Even scarier, just last month a Williams Institute study in the Los Angeles area found that doctors and dentists were basically ignoring institutional knowledge of the disease. Stats show “55 percent of obstetricians, 46 percent of skilled nursing facilities, and 25 percent of plastic surgeons had policies that specifically discriminated against people living with HIV or AIDS.” The same study found that — relatively fewer at just 5 percent — of dentists in L.A refuse services to HIV patients.

All this just as the CDC reports that almost three out of four Americans with HIV are not receiving enough medicine or regular health care “to stay healthy or prevent themselves from transmitting the virus to others” as part of its annual World AIDS Day bad news for gays report.

But the latest about gay male discrimination meeting those same discriminatory standards tears it. Researchers with the Euro-Canadian HIV advocacy group Men2Men Collective published a study in the journal AIDS Care detailing the existence of anti-HIV stigma shared among gay men across Europe and North America.

The results revealed that “gay men continue to stigmatize and discriminate against HIV-positive men through social exclusion, ageism, rejection, violence, and discrimination based on physical appearance,” the study notes.

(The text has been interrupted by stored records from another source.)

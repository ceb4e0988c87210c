//! One-shot re-evaluation against a snapshot file.

use std::sync::Arc;

use chrono::{DateTime, NaiveTime, Utc};
use clap::Args;
use serde::Serialize;
use tabled::Tabled;
use tokio::sync::mpsc;
use tokio_util::sync::CancellationToken;
use tracing::debug;

use crate::output::{self, OutputFormat};
use herdbell_core::error::AppError;
use herdbell_core::traits::ManualClock;
use herdbell_core::types::UserId;
use herdbell_dispatch::{DeliveryDispatcher, DeliveryRequest};
use herdbell_entity::notification::Notification;
use herdbell_entity::user::UserRole;
use herdbell_service::{JsonSnapshotProvider, SettingsResolver, StaticUserDirectory};
use herdbell_store::{
    Checkpoint, CheckpointFile, NotificationRepository, PendingDeliveries, SettingsRepository,
};
use herdbell_worker::ReevaluationTick;

/// Arguments for the evaluate command
#[derive(Debug, Args)]
pub struct EvaluateArgs {
    /// Snapshot file (defaults to `snapshot.path` from the configuration)
    #[arg(short, long)]
    pub snapshot: Option<String>,
    /// User ID to evaluate for (a fresh one when omitted)
    #[arg(short, long)]
    pub user: Option<String>,
    /// The user's role
    #[arg(short, long, default_value = "admin")]
    pub role: String,
    /// Evaluation instant, RFC 3339 (defaults to 09:00 UTC on the snapshot date)
    #[arg(long)]
    pub at: Option<String>,
    /// Checkpoint file carried between runs, so repeated runs reconcile
    #[arg(long)]
    pub state: Option<String>,
}

/// One notification as a table row.
#[derive(Debug, Serialize, Tabled)]
pub struct NotificationRow {
    /// Notification ID
    #[tabled(rename = "ID")]
    pub id: String,
    /// Type
    #[tabled(rename = "Type")]
    pub kind: String,
    /// Priority
    #[tabled(rename = "Priority")]
    pub priority: String,
    /// Status
    #[tabled(rename = "Status")]
    pub status: String,
    /// Message
    #[tabled(rename = "Message")]
    pub message: String,
}

impl From<&Notification> for NotificationRow {
    fn from(n: &Notification) -> Self {
        Self {
            id: n.id.to_string(),
            kind: n.kind.to_string(),
            priority: n.priority.to_string(),
            status: n.status.to_string(),
            message: n.message.clone(),
        }
    }
}

/// Execute the evaluate command
pub async fn execute(args: &EvaluateArgs, config_path: &str, format: OutputFormat) -> Result<(), AppError> {
    let config = super::load_config(config_path)?;
    let snapshots = Arc::new(JsonSnapshotProvider::new(
        args.snapshot.clone().unwrap_or_else(|| config.snapshot.path.clone()),
    ));
    let snapshot = snapshots.read().await?;

    let now = match &args.at {
        Some(at) => DateTime::parse_from_rfc3339(at)
            .map_err(|e| AppError::validation(format!("Invalid instant '{at}': {e}")))?
            .with_timezone(&Utc),
        None => snapshot.as_of.and_time(NaiveTime::from_hms_opt(9, 0, 0).unwrap_or_default()).and_utc(),
    };
    let clock = Arc::new(ManualClock::new(now));

    let user_id = match &args.user {
        Some(raw) => raw
            .parse::<UserId>()
            .map_err(|e| AppError::validation(format!("Invalid user ID '{raw}': {e}")))?,
        None => UserId::new(),
    };
    let role = UserRole::from_name(&args.role);

    let notifications = Arc::new(NotificationRepository::new());
    let settings = Arc::new(SettingsRepository::new());
    let pending = PendingDeliveries::new();
    let state = args.state.as_ref().map(CheckpointFile::new);
    if let Some(file) = &state {
        if let Some(checkpoint) = file.load().await? {
            debug!(path = %file.path().display(), "Restored evaluation state");
            checkpoint.restore(&notifications, &settings, &pending).await;
        }
    }

    let (tx, mut rx) = mpsc::channel::<DeliveryRequest>(config.delivery.queue_capacity);
    let dispatcher = DeliveryDispatcher::new(
        &config.delivery,
        tx,
        SettingsResolver::new(Arc::clone(&settings)),
        Arc::clone(&notifications),
        clock.clone(),
    )?
    .with_pending(pending.clone());
    let tick = ReevaluationTick::new(
        config.detection.clone(),
        snapshots,
        Arc::new(StaticUserDirectory::new([(user_id, role)])),
        Arc::clone(&notifications),
        Arc::new(dispatcher),
        clock.clone(),
    );

    let report = tick.run(&CancellationToken::new()).await?;

    let mut handed_off = 0usize;
    while rx.try_recv().is_ok() {
        handed_off += 1;
    }

    for kind in &report.skipped_detectors {
        output::print_warning(&format!("Detector {kind} skipped: snapshot query failed"));
    }

    let unread = notifications.list_unread(user_id).await;
    let rows: Vec<NotificationRow> = unread.iter().map(NotificationRow::from).collect();
    output::print_list(&rows, format);

    if format == OutputFormat::Table {
        output::print_kv("User", &format!("{user_id} ({role})"));
        output::print_kv("Evaluated at", &now.to_rfc3339());
        output::print_kv(
            "Outcome",
            &format!(
                "{} created, {} escalated, {} refreshed, {} unchanged",
                report.created, report.escalated, report.refreshed, report.unchanged
            ),
        );
        output::print_kv(
            "Delivery",
            &format!("{} handed off, {} deferred", handed_off, report.deferred),
        );
    }

    if let Some(file) = &state {
        let checkpoint = Checkpoint::capture(&notifications, &settings, &pending, now).await;
        file.save(&checkpoint).await?;
        output::print_success(&format!("State saved to '{}'", file.path().display()));
    }

    Ok(())
}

These reactions have a “detrimental effect on the quality of life and emotional well-being of HIV-positive gay men,” perpetuating “higher rates of depression, feelings of isolation and high-risk behavior.”

Far from the researchers’ hypothesis that “HIV stigma should have decreased with the introduction of effective therapies,” initial findings are grim. You can answer the collective’s current follow-up survey to round out its data on just how deeply the problem goes. It plans to report the final findings in 2012.